*** Records for this task Section Begins ***
/// Level loader.
///
/// ## Packs (listed in this order):
///   1. Built-in "Classic" and "Ice" sets
///   2. Loose `.txt` files in `levels/`, as a pack named after the directory
///   3. Each `levels/<pack>/` subdirectory, sorted by name
///
///   Within a directory pack, levels are ordered by filename.
///
/// ## Level format (`.txt`):
///   ```text
///   # Level Name
///   @ 0,1 1,1 1,0
///   +-+-+
///   |S  |
///   + + +
///   |~ G|
///   +-+-+
///   ```
///
///   `2*height+1` diagram lines, each `2*width+1` characters wide. Even lines
///   carry horizontal walls (`-` at odd columns), odd lines carry vertical
///   walls (`|` at even columns) and the cells at odd columns. The top text
///   row is the northernmost grid row (`y = height-1`).
///
///   The `@` line lists the hint path in grid coordinates. It always begins
///   at the start tile; a missing start is prepended.
///
/// ## Cell legend:
///   ' ' = Floor       'S' = Start
///   'G' = Goal        '~' = Ice

use std::path::Path;

use tracing::{info, warn};

use crate::config::GameConfig;
use crate::domain::direction::Direction;
use crate::domain::grid::{Grid, Pos};
use crate::domain::hint::HintPath;
use crate::domain::movement::Mover;
use crate::error::LevelError;
use crate::sim::world::{Phase, WorldState};

/// A parsed, validated level.
#[derive(Clone, Debug)]
pub struct LevelDef {
    pub name: String,
    pub grid: Grid,
    pub start: Pos,
    pub hint: Vec<Pos>,
}

/// A named, ordered set of levels. Levels unlock one at a time.
#[derive(Clone, Debug)]
pub struct LevelPack {
    pub name: String,
    pub levels: Vec<LevelDef>,
}

/// What the pack list shows for one pack.
#[derive(Clone, Debug, PartialEq, Eq)]
pub struct PackInfo {
    pub name: String,
    pub level_count: usize,
}

impl LevelPack {
    pub fn info(&self) -> PackInfo {
        PackInfo { name: self.name.clone(), level_count: self.levels.len() }
    }
}

// ══════════════════════════════════════════════════════════════
// Public API
// ══════════════════════════════════════════════════════════════

/// Load level `level_idx` of the active pack into the world state. Keeps
/// progress and revealed-hint currency; everything on the board starts fresh.
/// Past the last level the pack is complete.
pub fn load_level(world: &mut WorldState, level_idx: usize, packs: &[LevelPack], config: &GameConfig) {
    let Some(pack) = packs.get(world.active_pack) else {
        warn!(pack = world.active_pack, "no such pack");
        world.phase = Phase::GameComplete;
        return;
    };
    world.total_levels = pack.levels.len();

    let def = match pack.levels.get(level_idx) {
        Some(d) => d,
        None => {
            world.phase = Phase::GameComplete;
            world.set_message(&format!("{}: all levels complete!", pack.name), 0);
            return;
        }
    };

    world.current_level = level_idx;
    world.level_name = def.name.clone();
    world.grid = def.grid.clone();
    world.mover = Mover::new(def.start);
    world.hints = HintPath::new(def.hint.clone());
    world.hint_budget = match config.hints.tiles_per_hint {
        0 => world.hints.default_budget(),
        n => n,
    };
    world.affordances = world.mover.open_directions(&world.grid);
    world.phase = Phase::Playing;
    world.step_cooldown = 0;
    world.tick = 0;
    world.progress.pack = pack.name.clone();
    world.progress.level = level_idx;

    let msg = format!("Level {}: {}", level_idx + 1, def.name);
    world.set_message(&msg, 100);

    info!(
        pack = %pack.name,
        level = level_idx + 1,
        name = %def.name,
        width = def.grid.width(),
        height = def.grid.height(),
        goal = ?world.grid.goal(),
        hint_segments = world.hints.segment_count(),
        "level loaded"
    );
}

/// Every pack: the embedded sets first, then the levels directory. Loose
/// `.txt` files in the directory form a pack named after it; each
/// subdirectory holding `.txt` files is a pack of its own.
pub fn load_packs(config: &GameConfig) -> Vec<LevelPack> {
    let mut packs = embedded_packs();
    packs.extend(load_directory_packs(&config.levels_dir));
    packs
}

/// Packs found under `dir`, subdirectories sorted by name. Empty packs are
/// left out.
pub fn load_directory_packs(dir: &Path) -> Vec<LevelPack> {
    let mut packs = vec![];
    if !dir.is_dir() {
        return packs;
    }

    let loose = load_from_directory(dir);
    if !loose.is_empty() {
        let name = dir.file_name()
            .map(|n| n.to_string_lossy().to_string())
            .unwrap_or_else(|| "levels".to_string());
        packs.push(LevelPack { name, levels: loose });
    }

    let mut subdirs: Vec<_> = match std::fs::read_dir(dir) {
        Ok(entries) => entries.flatten().map(|e| e.path()).filter(|p| p.is_dir()).collect(),
        Err(_) => vec![],
    };
    subdirs.sort();

    for sub in subdirs {
        let levels = load_from_directory(&sub);
        if levels.is_empty() {
            warn!(dir = %sub.display(), "no usable levels, pack skipped");
            continue;
        }
        let name = sub.file_name().unwrap_or_default().to_string_lossy().to_string();
        info!(pack = %name, levels = levels.len(), "pack found");
        packs.push(LevelPack { name, levels });
    }

    packs
}

/// Switch the active pack. The board is left alone until a level loads.
pub fn switch_pack(world: &mut WorldState, packs: &[LevelPack], pack_idx: usize) {
    let Some(pack) = packs.get(pack_idx) else { return };
    world.active_pack = pack_idx;
    world.pack_name = pack.name.clone();
    world.level_names = pack.levels.iter().map(|l| l.name.clone()).collect();
    world.total_levels = pack.levels.len();
    world.select_cursor = 0;
}

/// Parse and validate one level. Line and column numbers in errors are
/// 1-based positions in `content`.
pub fn parse_level(content: &str) -> Result<LevelDef, LevelError> {
    let mut name = String::new();
    let mut hint_tokens: Vec<&str> = vec![];
    let mut diagram: Vec<(usize, Vec<char>)> = vec![];

    for (i, raw) in content.lines().enumerate() {
        let line = raw.trim_end();
        if line.is_empty() {
            continue;
        }
        if let Some(rest) = line.strip_prefix('#') {
            if name.is_empty() {
                name = rest.trim().to_string();
            }
        } else if let Some(rest) = line.strip_prefix('@') {
            hint_tokens.extend(rest.split_whitespace());
        } else {
            diagram.push((i + 1, line.chars().collect()));
        }
    }

    let (grid, start) = parse_diagram(&diagram)?;
    let hint = parse_hint(&hint_tokens, &grid, start)?;

    if name.is_empty() {
        name = "Untitled".to_string();
    }

    Ok(LevelDef { name, grid, start, hint })
}

fn parse_diagram(lines: &[(usize, Vec<char>)]) -> Result<(Grid, Pos), LevelError> {
    let expected = match lines.first() {
        Some((_, chars)) => chars.len(),
        None => return Err(LevelError::Empty),
    };
    for (line, chars) in lines {
        if chars.len() != expected {
            return Err(LevelError::RaggedLine { line: *line, found: chars.len(), expected });
        }
    }
    if lines.len() < 3 || lines.len() % 2 == 0 || expected < 3 || expected % 2 == 0 {
        return Err(LevelError::BadShape { lines: lines.len(), width: expected });
    }

    let width = (expected - 1) / 2;
    let height = (lines.len() - 1) / 2;
    let mut grid = Grid::new(width, height);
    let mut start = None;
    let mut goals = 0;

    for (row, (line, chars)) in lines.iter().enumerate() {
        let line = *line;
        if row % 2 == 0 {
            // Horizontal walls: north edge of text row `row/2`.
            let boundary = row == 0 || row == lines.len() - 1;
            for x in 0..width {
                let column = 2 * x + 1;
                match chars[column] {
                    '-' if !boundary => {
                        grid.set_wall(Pos::new(x, height - 1 - row / 2), Direction::North, true);
                    }
                    '-' => {}
                    ' ' if boundary => {
                        return Err(LevelError::OpenBoundary { line, column: column + 1 });
                    }
                    ' ' => {}
                    ch => return Err(LevelError::UnknownCell { ch, line, column: column + 1 }),
                }
            }
        } else {
            let y = height - 1 - row / 2;
            for (column, &ch) in chars.iter().enumerate() {
                let x = column / 2;
                if column % 2 == 0 {
                    let boundary = column == 0 || column == expected - 1;
                    match ch {
                        '|' if !boundary => grid.set_wall(Pos::new(x, y), Direction::West, true),
                        '|' => {}
                        ' ' if boundary => {
                            return Err(LevelError::OpenBoundary { line, column: column + 1 });
                        }
                        ' ' => {}
                        _ => return Err(LevelError::UnknownCell { ch, line, column: column + 1 }),
                    }
                    continue;
                }
                let pos = Pos::new(x, y);
                match ch {
                    ' ' => {}
                    '~' => grid.set_ice(pos, true),
                    'G' => {
                        grid.set_goal(pos, true);
                        goals += 1;
                    }
                    'S' => {
                        if start.is_some() {
                            return Err(LevelError::DuplicateStart);
                        }
                        start = Some(pos);
                    }
                    _ => return Err(LevelError::UnknownCell { ch, line, column: column + 1 }),
                }
            }
        }
    }

    let start = start.ok_or(LevelError::MissingStart)?;
    if goals == 0 {
        return Err(LevelError::MissingGoal);
    }
    Ok((grid, start))
}

fn parse_hint(tokens: &[&str], grid: &Grid, start: Pos) -> Result<Vec<Pos>, LevelError> {
    let mut points = Vec::with_capacity(tokens.len() + 1);
    for token in tokens {
        let bad = || LevelError::BadHintPoint { token: token.to_string() };
        let (xs, ys) = token.split_once(',').ok_or_else(bad)?;
        let x: usize = xs.trim().parse().map_err(|_| bad())?;
        let y: usize = ys.trim().parse().map_err(|_| bad())?;
        let pos = Pos::new(x, y);
        if !grid.contains(pos) {
            return Err(LevelError::HintOutOfBounds {
                x,
                y,
                width: grid.width(),
                height: grid.height(),
            });
        }
        points.push(pos);
    }

    if points.first() != Some(&start) {
        points.insert(0, start);
    }

    if let Some(index) = points
        .windows(2)
        .position(|w| Direction::between(w[0], w[1]) == Direction::Start)
    {
        return Err(LevelError::DisjointHint { index });
    }

    Ok(points)
}

// ══════════════════════════════════════════════════════════════
// Directory loading (individual .txt files)
// ══════════════════════════════════════════════════════════════

/// Every valid `.txt` level directly inside `dir`, ordered by filename.
/// Files that fail to read or parse are skipped with a warning.
pub fn load_from_directory(dir: &Path) -> Vec<LevelDef> {
    let mut results: Vec<(String, LevelDef)> = vec![];

    let entries = match std::fs::read_dir(dir) {
        Ok(e) => e,
        Err(e) => {
            warn!(dir = %dir.display(), error = %e, "could not read levels directory");
            return Vec::new();
        }
    };

    for entry in entries.flatten() {
        let path = entry.path();
        if !path.extension().map_or(false, |e| e == "txt") {
            continue;
        }
        let content = match std::fs::read_to_string(&path) {
            Ok(c) => c,
            Err(e) => {
                warn!(file = %path.display(), error = %e, "could not read level");
                continue;
            }
        };
        match parse_level(&content) {
            Ok(def) => {
                let filename = path.file_name()
                    .unwrap_or_default()
                    .to_string_lossy()
                    .to_string();
                results.push((filename, def));
            }
            Err(e) => warn!(file = %path.display(), error = %e, "skipping level"),
        }
    }

    results.sort_by(|a: &(String, LevelDef), b| a.0.cmp(&b.0));
    results.into_iter().map(|(_, def)| def).collect()
}

// ══════════════════════════════════════════════════════════════
// Embedded packs
// ══════════════════════════════════════════════════════════════

pub fn embedded_packs() -> Vec<LevelPack> {
    vec![
        LevelPack { name: "Classic".to_string(), levels: classic_levels() },
        LevelPack { name: "Ice".to_string(), levels: ice_levels() },
    ]
}

fn classic_levels() -> Vec<LevelDef> {
    built_in([
        make_embedded("First Steps", "0,2 1,2 1,1 0,1 0,0 1,0 2,0 3,0 3,1", &[
            "+-+-+-+-+",
            "|S  |   |",
            "+-+ + +-+",
            "|   |  G|",
            "+ +-+-+ +",
            "|       |",
            "+-+-+-+-+",
        ]),
        make_embedded("Crossroads", "0,2 1,2 1,1 0,1 0,0 1,0 2,0 3,0 3,1 3,2 4,2", &[
            "+-+-+-+-+-+",
            "|S    |  G|",
            "+-+ + + +-+",
            "|   |     |",
            "+ +-+-+ + +",
            "|         |",
            "+-+-+-+-+-+",
        ]),
    ])
}

fn ice_levels() -> Vec<LevelDef> {
    built_in([
        make_embedded("Thin Ice", "0,3 1,3 2,3 2,2 3,2 3,3 4,3 4,2 4,1", &[
            "+-+-+-+-+-+",
            "|S    |   |",
            "+ +-+ + + +",
            "| |~    | |",
            "+ + +-+-+ +",
            "|   |    G|",
            "+-+ + +-+-+",
            "|         |",
            "+-+-+-+-+-+",
        ]),
        make_embedded("Glide Path", "0,2 0,1 1,1 1,0 2,0 2,1", &[
            "+-+-+-+-+-+-+",
            "|S ~ ~ ~ ~  |",
            "+ +-+-+-+ + +",
            "|   |G    | |",
            "+-+ + +-+-+ +",
            "|     |     |",
            "+-+-+-+-+-+-+",
        ]),
    ])
}

fn built_in(levels: impl IntoIterator<Item = Result<LevelDef, LevelError>>) -> Vec<LevelDef> {
    levels
        .into_iter()
        .filter_map(|level| match level {
            Ok(def) => Some(def),
            Err(e) => {
                warn!(error = %e, "built-in level rejected");
                None
            }
        })
        .collect()
}

fn make_embedded(name: &str, hint: &str, map: &[&str]) -> Result<LevelDef, LevelError> {
    let text = format!("# {}\n@ {}\n{}\n", name, hint, map.join("\n"));
    parse_level(&text)
}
*** Records for this task Section Ends ***
Task instructions: Every line in the data above that contains the word "LevelPack" should be copied.

Solution to this problem:
pub struct LevelPack {
impl LevelPack {
pub fn load_level(world: &mut WorldState, level_idx: usize, packs: &[LevelPack], config: &GameConfig) {
pub fn load_packs(config: &GameConfig) -> Vec<LevelPack> {
pub fn load_directory_packs(dir: &Path) -> Vec<LevelPack> {
        packs.push(LevelPack { name, levels: loose });
        packs.push(LevelPack { name, levels });
pub fn switch_pack(world: &mut WorldState, packs: &[LevelPack], pack_idx: usize) {
pub fn embedded_packs() -> Vec<LevelPack> {
        LevelPack { name: "Classic".to_string(), levels: classic_levels() },
        LevelPack { name: "Ice".to_string(), levels: ice_levels() },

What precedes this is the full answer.